Calcium phosphate compounds using a wet method have different equilibrium phases, depending on temperatures and pH values. In particular, at a temperature of 40° C. or lower, calcium phosphate has an equilibrium phase of amorphous (Ca3(PO4)2.nH2O; n=3 to 4.5) or nonstoichiometric hydroxyapatite (Ca10-x(HPO4)x(PO4)6-x(OH)2-x.nH2O; x=0 to 1, n=0 to 2) at a pH of 7 or higher, an equilibrium phase of octacalcium phosphate (OCP, Ca8H2(PO4)6.5H2O) at a pH of 6 to 7, and an equilibrium phase of dicalcium phosphate (DCP, CaHPO4), dicalcium phosphate dihydrous (DCPD, CaHPO4.2H2O) or the like at a pH of 6 or lower. The calcium phosphate coating according to a conventional wet method is based on change of calcium phosphate solubility, taking advantage of the fact that the solubility of calcium phosphate decreases as the reaction temperature increases. Therefore, an initial process should proceed at a low temperature of 2° C. to 5° C., and it is very difficult to obtain a coating film of calcium phosphate as well as a colloidal solution of calcium phosphate without the elevation of temperature. Further, during the process in which the colloidal solution and coating film of calcium phosphate are obtained by elevating reaction temperature, a pH of the solution is generally terminated in the range of 6.0 to 6.5. Even though an accurate equilibrium phase of the calcium phosphate coating film according to the conventional wet method has not been fully understood, it seems to be OCP based on the correlation between the temperature and the pH of the calcium phosphate solution.

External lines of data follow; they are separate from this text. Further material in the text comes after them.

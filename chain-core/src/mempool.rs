//! The mempool: transactions observed but not yet confirmed in a block,
//! keyed by txid with the timestamp they were first seen.

use std::collections::HashMap;
use std::fs;
use std::path::Path;

use tracing::{debug, info};

use chain_shared::{Timestamp, TxId};

use crate::error::{EngineError, EngineResult};
use crate::transaction::{Transaction, TransactionWire};

#[derive(Debug, Clone, Default)]
pub struct Mempool {
    entries: HashMap<TxId, (Timestamp, Transaction)>,
}

impl Mempool {
    #[must_use]
    pub fn new() -> Self {
        Self::default()
    }

    #[must_use]
    pub fn len(&self) -> usize {
        self.entries.len()
    }

    #[must_use]
    pub fn is_empty(&self) -> bool {
        self.entries.is_empty()
    }

    #[must_use]
    pub fn contains(&self, txid: &TxId) -> bool {
        self.entries.contains_key(txid)
    }

    #[must_use]
    pub fn get(&self, txid: &TxId) -> Option<&Transaction> {
        self.entries.get(txid).map(|(_, tx)| tx)
    }

    #[must_use]
    pub fn transactions(&self) -> Vec<&Transaction> {
        self.entries.values().map(|(_, tx)| tx).collect()
    }

    /// Admits a transaction, keyed by its own txid. Overwrites any existing
    /// entry under the same txid. Returns `true` (the reference's signature
    /// reports success/failure, but insertion here cannot fail).
    pub fn add_transaction(&mut self, timestamp: Timestamp, transaction: Transaction) -> bool {
        let txid = transaction.txid();
        self.entries.insert(txid, (timestamp, transaction));
        true
    }

    /// Removes a transaction by txid. Returns whether it was present.
    pub fn remove_transaction(&mut self, txid: &TxId) -> bool {
        self.entries.remove(txid).is_some()
    }

    /// Drops every mempool entry whose txid appears among `confirmed` —
    /// called after a block (or a merged run of blocks) lands, since those
    /// transactions are now settled and no longer pending.
    pub fn remove_confirmed<'a>(&mut self, confirmed: impl IntoIterator<Item = &'a TxId>) {
        for txid in confirmed {
            self.entries.remove(txid);
        }
    }

    /// Loads the mempool from a JSON file. A missing file yields an empty
    /// mempool rather than an error, matching the reference's tolerant
    /// startup behavior.
    ///
    /// # Errors
    ///
    /// Returns an error if the file exists but cannot be read or parsed.
    pub fn load(path: &Path) -> EngineResult<Self> {
        if !path.exists() {
            return Ok(Self::new());
        }
        info!(path = %path.display(), "loading mempool");
        let bytes = fs::read(path)?;
        if bytes.is_empty() {
            return Ok(Self::new());
        }
        let doc: HashMap<String, TransactionWire> =
            serde_json::from_slice(&bytes).map_err(chain_shared::ChainError::from)?;
        let mut mempool = Self::new();
        for (timestamp_str, wire) in doc {
            let timestamp: Timestamp = timestamp_str.parse().map_err(|_| {
                EngineError::InvalidWireFormat(format!(
                    "mempool timestamp {timestamp_str:?} is not an integer"
                ))
            })?;
            let tx = Transaction::from_wire(&wire)?;
            mempool.add_transaction(timestamp, tx);
        }
        debug!(entries = mempool.len(), "loaded mempool");
        Ok(mempool)
    }

    /// Persists the mempool as a JSON object keyed by the stringified
    /// timestamp each transaction was first seen at.
    ///
    /// # Errors
    ///
    /// Returns an error if a transaction cannot be encoded or the file
    /// cannot be written.
    pub fn save(&self, path: &Path) -> EngineResult<()> {
        info!(path = %path.display(), entries = self.entries.len(), "saving mempool");
        let mut doc: HashMap<String, TransactionWire> = HashMap::with_capacity(self.entries.len());
        for (timestamp, transaction) in self.entries.values() {
            doc.insert(timestamp.to_string(), transaction.to_wire()?);
        }
        let bytes = serde_json::to_vec_pretty(&doc).map_err(chain_shared::ChainError::from)?;
        if let Some(parent) = path.parent() {
            fs::create_dir_all(parent)?;
        }
        fs::write(path, bytes)?;
        Ok(())
    }
}

#[cfg(test)]
mod tests {
    use super::*;
    use chain_shared::KeyPair;
    use crate::utxo::Utxo;

    fn coinbase_tx(amount: f32) -> Transaction {
        let keypair = KeyPair::generate();
        let mut tx = Transaction::new(vec![], vec![Utxo::new_output(keypair.public_key, amount, 0)]);
        tx.make();
        tx
    }

    #[test]
    fn add_and_remove_round_trip() {
        let mut mempool = Mempool::new();
        let tx = coinbase_tx(10.0);
        let txid = tx.txid();

        assert!(mempool.add_transaction(1, tx));
        assert!(mempool.contains(&txid));
        assert!(mempool.remove_transaction(&txid));
        assert!(!mempool.contains(&txid));
    }

    #[test]
    fn remove_confirmed_clears_matching_entries() {
        let mut mempool = Mempool::new();
        let tx_a = coinbase_tx(5.0);
        let tx_b = coinbase_tx(6.0);
        let txid_a = tx_a.txid();
        let txid_b = tx_b.txid();
        mempool.add_transaction(1, tx_a);
        mempool.add_transaction(2, tx_b);

        mempool.remove_confirmed(std::iter::once(&txid_a));

        assert!(!mempool.contains(&txid_a));
        assert!(mempool.contains(&txid_b));
    }

    #[test]
    fn save_then_load_round_trips_through_json() {
        let dir = tempfile::tempdir().unwrap();
        let path = dir.path().join("mempool.json");

        let mut mempool = Mempool::new();
        mempool.add_transaction(42, coinbase_tx(3.0));
        mempool.save(&path).unwrap();

        let loaded = Mempool::load(&path).unwrap();
        assert_eq!(loaded.len(), 1);
    }

    #[test]
    fn loading_missing_file_yields_empty_mempool() {
        let dir = tempfile::tempdir().unwrap();
        let path = dir.path().join("missing.json");
        let loaded = Mempool::load(&path).unwrap();
        assert!(loaded.is_empty());
    }

    #[test]
    fn on_disk_format_is_an_object_keyed_by_timestamp() {
        let dir = tempfile::tempdir().unwrap();
        let path = dir.path().join("mempool.json");

        let mut mempool = Mempool::new();
        mempool.add_transaction(1_700_000_000, coinbase_tx(3.0));
        mempool.save(&path).unwrap();

        let raw = fs::read_to_string(&path).unwrap();
        let doc: serde_json::Value = serde_json::from_str(&raw).unwrap();
        let object = doc.as_object().expect("mempool must persist as a JSON object");
        assert!(object.contains_key("1700000000"));
    }
}
use thiserror::Error;

/// Errors raised by the hashing, cryptography and wire-encoding primitives.
///
/// This is the low-level error type; `chain-core`'s `EngineError` wraps it via
/// `#[from]` and adds chain-specific variants. It never crosses the public
/// consensus-result surface (`BlockStatus`/`TxStatus`) — those are reported
/// outcomes, not errors.
#[derive(Error, Debug)]
pub enum ChainError {
    #[error("invalid hash")]
    InvalidHash,

    #[error("invalid signature")]
    InvalidSignature,

    #[error("invalid public key: {0}")]
    InvalidPublicKey(String),

    #[error("invalid key size: expected {expected}, received {actual}")]
    InvalidKeySize { expected: usize, actual: usize },

    #[error("cryptographic error: {0}")]
    CryptographicError(String),

    #[error("serialization error: {0}")]
    SerializationError(String),

    #[error("I/O error: {0}")]
    IoError(String),
}

impl From<std::io::Error> for ChainError {
    fn from(err: std::io::Error) -> Self {
        Self::IoError(err.to_string())
    }
}

impl From<serde_json::Error> for ChainError {
    fn from(err: serde_json::Error) -> Self {
        Self::SerializationError(err.to_string())
    }
}

impl From<bincode::Error> for ChainError {
    fn from(err: bincode::Error) -> Self {
        Self::SerializationError(err.to_string())
    }
}

pub type Result<T> = std::result::Result<T, ChainError>;
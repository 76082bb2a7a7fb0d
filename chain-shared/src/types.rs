//! Scalar type aliases shared across the chain engine.

use serde::{Deserialize, Serialize};

/// Transaction id — a SHA-256 digest.
pub type TxId = crate::Hash256;

/// Block id — a SHA-256 digest.
pub type BlockId = crate::Hash256;

/// Monetary amount. Serialized as IEEE-754 32-bit little-endian inside a
/// UTXO's hash for wire compatibility; callers performing arithmetic should
/// treat it as an opaque display value rather than accumulate it repeatedly.
pub type Amount = f32;

/// Unix timestamp, seconds.
pub type Timestamp = i64;

/// Height of a block within the confirmed chain, 1-indexed (genesis = 1).
pub type BlockHeight = u64;

/// Index of an output within its producing transaction, 0..=255.
pub type OutputIndex = u8;

/// Reference to a specific output of a specific transaction.
#[derive(Debug, Clone, Copy, PartialEq, Eq, Hash, Serialize, Deserialize)]
pub struct OutPoint {
    pub txid: TxId,
    pub index: OutputIndex,
}

impl OutPoint {
    #[must_use]
    pub const fn new(txid: TxId, index: OutputIndex) -> Self {
        Self { txid, index }
    }
}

As discussed above, conventional wet coating methods utilize differences in the solubility of calcium phosphate in response to changes in temperature, and thus are limited by the need to control temperature and/or pH, the need to use elevated reaction temperature, and the complex procedures required for formation of calcium phosphate coating films. Accordingly, the present disclosure provides solutions and alternatives to the complexity of the procedure exhibited by the conventional wet method.